-- Extracted records follows --

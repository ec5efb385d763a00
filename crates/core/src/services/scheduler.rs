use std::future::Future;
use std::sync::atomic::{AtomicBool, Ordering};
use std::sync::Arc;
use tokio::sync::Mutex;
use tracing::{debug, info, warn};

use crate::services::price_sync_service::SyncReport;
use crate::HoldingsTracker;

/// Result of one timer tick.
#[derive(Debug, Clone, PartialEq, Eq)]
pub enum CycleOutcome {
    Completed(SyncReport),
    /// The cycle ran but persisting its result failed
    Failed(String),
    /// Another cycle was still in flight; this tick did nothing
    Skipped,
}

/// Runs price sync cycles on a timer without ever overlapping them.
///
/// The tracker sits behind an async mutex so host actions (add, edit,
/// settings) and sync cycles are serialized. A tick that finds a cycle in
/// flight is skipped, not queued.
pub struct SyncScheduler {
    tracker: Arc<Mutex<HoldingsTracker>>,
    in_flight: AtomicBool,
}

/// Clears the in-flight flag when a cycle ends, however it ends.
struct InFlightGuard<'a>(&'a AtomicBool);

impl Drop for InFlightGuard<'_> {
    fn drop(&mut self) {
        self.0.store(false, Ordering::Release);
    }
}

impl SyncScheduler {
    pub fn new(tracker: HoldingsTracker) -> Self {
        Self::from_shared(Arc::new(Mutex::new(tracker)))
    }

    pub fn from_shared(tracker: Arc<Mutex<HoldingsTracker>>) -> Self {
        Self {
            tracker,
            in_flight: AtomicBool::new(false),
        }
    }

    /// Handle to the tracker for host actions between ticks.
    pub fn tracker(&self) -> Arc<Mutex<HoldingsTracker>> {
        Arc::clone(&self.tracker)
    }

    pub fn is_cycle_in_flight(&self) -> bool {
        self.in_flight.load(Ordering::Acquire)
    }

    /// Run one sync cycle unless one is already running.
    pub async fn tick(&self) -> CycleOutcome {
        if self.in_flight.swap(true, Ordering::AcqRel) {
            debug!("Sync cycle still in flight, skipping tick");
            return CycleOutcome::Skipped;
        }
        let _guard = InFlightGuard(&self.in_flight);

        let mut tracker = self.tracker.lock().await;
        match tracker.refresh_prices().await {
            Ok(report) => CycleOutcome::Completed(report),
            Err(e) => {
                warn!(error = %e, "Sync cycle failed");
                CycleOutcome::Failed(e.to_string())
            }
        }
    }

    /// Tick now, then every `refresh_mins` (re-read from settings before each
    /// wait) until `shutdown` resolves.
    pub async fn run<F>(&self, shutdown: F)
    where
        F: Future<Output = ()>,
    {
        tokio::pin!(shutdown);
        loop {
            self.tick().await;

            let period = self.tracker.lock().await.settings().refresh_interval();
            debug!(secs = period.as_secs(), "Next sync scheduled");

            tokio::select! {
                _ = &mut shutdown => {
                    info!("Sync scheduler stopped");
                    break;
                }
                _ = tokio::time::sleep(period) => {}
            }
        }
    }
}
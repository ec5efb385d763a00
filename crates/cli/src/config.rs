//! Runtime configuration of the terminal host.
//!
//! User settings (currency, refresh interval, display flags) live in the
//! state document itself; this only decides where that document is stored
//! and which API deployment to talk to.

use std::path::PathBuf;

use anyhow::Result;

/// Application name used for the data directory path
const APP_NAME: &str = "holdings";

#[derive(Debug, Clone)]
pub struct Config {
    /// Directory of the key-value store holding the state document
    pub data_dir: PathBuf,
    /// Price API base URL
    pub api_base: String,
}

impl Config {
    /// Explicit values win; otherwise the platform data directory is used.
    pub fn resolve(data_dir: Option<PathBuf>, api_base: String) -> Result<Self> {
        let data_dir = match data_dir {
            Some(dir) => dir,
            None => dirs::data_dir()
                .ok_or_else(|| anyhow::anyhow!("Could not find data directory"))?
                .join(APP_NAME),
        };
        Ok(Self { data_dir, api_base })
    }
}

-- Extracted records concluded --
-- Extracted records follows --

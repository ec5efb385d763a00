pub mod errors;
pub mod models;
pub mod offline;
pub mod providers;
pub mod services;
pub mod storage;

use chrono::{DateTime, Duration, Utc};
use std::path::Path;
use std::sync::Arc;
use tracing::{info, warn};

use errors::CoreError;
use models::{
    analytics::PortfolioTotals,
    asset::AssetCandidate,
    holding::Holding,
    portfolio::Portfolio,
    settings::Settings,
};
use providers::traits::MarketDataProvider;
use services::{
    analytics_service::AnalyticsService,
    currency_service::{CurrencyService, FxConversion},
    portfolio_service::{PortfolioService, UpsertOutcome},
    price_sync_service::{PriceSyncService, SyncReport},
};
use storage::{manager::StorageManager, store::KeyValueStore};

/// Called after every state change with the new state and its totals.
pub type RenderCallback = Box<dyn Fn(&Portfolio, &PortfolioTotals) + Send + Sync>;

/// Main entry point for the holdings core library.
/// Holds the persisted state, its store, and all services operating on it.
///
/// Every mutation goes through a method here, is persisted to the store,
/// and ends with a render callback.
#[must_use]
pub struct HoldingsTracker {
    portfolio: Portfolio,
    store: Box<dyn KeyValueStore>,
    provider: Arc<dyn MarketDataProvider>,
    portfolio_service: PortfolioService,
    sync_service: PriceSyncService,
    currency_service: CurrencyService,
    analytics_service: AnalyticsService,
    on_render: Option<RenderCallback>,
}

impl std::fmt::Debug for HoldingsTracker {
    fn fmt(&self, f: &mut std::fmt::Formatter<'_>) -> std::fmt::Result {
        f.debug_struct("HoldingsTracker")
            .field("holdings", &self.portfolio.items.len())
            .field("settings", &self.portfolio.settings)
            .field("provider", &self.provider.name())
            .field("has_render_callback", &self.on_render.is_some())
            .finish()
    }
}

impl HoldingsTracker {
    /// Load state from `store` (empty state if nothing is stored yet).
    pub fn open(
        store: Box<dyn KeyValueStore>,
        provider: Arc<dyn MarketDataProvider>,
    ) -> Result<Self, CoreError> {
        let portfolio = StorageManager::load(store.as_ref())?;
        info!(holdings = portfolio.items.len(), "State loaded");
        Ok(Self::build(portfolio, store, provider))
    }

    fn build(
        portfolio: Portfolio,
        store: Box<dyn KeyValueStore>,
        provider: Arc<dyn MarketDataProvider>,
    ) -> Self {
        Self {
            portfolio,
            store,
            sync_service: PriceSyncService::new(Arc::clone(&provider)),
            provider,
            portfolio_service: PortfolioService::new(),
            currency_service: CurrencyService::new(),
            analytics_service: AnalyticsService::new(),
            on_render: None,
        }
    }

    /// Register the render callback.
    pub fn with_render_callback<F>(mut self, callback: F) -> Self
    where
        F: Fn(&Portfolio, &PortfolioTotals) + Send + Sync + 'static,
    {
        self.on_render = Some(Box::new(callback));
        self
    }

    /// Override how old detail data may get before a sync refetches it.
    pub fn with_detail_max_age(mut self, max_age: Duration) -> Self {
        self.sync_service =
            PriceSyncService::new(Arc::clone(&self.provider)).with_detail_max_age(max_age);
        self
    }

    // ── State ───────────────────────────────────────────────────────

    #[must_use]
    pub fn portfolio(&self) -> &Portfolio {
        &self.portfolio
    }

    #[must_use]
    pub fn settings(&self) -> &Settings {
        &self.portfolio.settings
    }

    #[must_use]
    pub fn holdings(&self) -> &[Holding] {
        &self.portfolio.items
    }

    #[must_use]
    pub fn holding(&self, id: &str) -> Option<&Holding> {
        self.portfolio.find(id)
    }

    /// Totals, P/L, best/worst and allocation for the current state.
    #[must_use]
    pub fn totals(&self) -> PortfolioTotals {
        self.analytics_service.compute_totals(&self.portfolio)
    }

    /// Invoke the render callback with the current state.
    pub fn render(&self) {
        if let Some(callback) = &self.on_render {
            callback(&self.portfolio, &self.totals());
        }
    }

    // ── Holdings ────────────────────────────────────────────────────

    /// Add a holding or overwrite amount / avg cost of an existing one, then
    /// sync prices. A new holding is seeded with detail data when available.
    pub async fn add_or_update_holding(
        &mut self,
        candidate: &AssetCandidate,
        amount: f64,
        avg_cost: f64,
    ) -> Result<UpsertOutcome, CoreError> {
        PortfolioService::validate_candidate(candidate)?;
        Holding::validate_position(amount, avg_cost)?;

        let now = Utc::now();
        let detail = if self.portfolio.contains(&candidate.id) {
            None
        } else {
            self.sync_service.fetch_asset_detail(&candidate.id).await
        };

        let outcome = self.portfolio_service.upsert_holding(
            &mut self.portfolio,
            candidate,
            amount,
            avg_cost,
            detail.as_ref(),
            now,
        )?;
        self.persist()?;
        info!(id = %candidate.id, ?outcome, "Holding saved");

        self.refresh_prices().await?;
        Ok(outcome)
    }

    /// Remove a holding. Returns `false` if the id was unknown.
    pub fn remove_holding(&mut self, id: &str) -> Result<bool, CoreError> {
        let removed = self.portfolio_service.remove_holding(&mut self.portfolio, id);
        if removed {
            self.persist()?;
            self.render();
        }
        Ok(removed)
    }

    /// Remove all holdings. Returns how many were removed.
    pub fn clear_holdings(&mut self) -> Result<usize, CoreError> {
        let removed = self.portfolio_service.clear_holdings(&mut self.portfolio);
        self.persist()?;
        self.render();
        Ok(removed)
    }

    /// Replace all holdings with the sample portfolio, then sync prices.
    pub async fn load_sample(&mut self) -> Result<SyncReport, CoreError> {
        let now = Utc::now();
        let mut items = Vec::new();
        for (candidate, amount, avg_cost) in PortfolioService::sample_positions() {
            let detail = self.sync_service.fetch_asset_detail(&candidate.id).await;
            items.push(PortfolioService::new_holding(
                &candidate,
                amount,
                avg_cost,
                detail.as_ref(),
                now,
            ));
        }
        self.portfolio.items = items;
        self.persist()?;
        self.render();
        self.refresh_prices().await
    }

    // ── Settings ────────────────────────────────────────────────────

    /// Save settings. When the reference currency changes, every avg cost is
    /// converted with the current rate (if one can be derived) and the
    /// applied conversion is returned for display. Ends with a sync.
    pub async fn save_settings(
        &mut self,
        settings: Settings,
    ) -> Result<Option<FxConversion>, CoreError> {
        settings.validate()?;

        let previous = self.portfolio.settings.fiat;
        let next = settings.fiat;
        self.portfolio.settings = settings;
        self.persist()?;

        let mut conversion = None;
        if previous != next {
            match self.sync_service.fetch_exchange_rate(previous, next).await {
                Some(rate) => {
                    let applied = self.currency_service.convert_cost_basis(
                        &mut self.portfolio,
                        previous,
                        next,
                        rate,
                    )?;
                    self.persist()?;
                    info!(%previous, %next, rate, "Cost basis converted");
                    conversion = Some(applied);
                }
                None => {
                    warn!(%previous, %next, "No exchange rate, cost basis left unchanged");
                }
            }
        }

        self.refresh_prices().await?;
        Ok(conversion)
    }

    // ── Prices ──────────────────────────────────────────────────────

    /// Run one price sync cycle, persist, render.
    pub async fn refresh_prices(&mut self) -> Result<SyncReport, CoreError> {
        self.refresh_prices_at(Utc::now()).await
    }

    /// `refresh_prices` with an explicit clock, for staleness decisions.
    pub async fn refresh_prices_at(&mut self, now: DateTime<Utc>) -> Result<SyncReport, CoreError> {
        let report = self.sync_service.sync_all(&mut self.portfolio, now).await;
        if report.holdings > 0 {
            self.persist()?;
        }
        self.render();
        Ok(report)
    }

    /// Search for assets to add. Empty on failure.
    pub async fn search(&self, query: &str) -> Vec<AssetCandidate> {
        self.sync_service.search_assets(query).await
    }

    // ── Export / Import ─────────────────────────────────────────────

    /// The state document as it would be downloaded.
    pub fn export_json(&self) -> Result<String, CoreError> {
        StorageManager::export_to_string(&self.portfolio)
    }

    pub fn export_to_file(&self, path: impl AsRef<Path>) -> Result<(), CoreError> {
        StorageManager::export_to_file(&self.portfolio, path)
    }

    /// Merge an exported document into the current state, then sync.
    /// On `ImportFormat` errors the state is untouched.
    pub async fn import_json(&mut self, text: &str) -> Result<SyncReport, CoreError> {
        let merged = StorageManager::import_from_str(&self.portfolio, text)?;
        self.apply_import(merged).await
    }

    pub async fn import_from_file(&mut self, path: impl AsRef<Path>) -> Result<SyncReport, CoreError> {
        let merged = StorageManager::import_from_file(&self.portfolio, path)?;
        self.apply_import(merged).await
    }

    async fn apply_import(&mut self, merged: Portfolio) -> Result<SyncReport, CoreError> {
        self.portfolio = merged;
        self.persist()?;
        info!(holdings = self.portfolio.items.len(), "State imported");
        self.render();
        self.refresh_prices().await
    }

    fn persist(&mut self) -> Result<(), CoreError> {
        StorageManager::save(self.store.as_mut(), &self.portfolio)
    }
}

-- Extracted records concluded --

▶ [Task objective]:
From the records, copy out each line that includes the string "build".

▶ [Solution]:
        Ok(Self::build(portfolio, store, provider))
    fn build(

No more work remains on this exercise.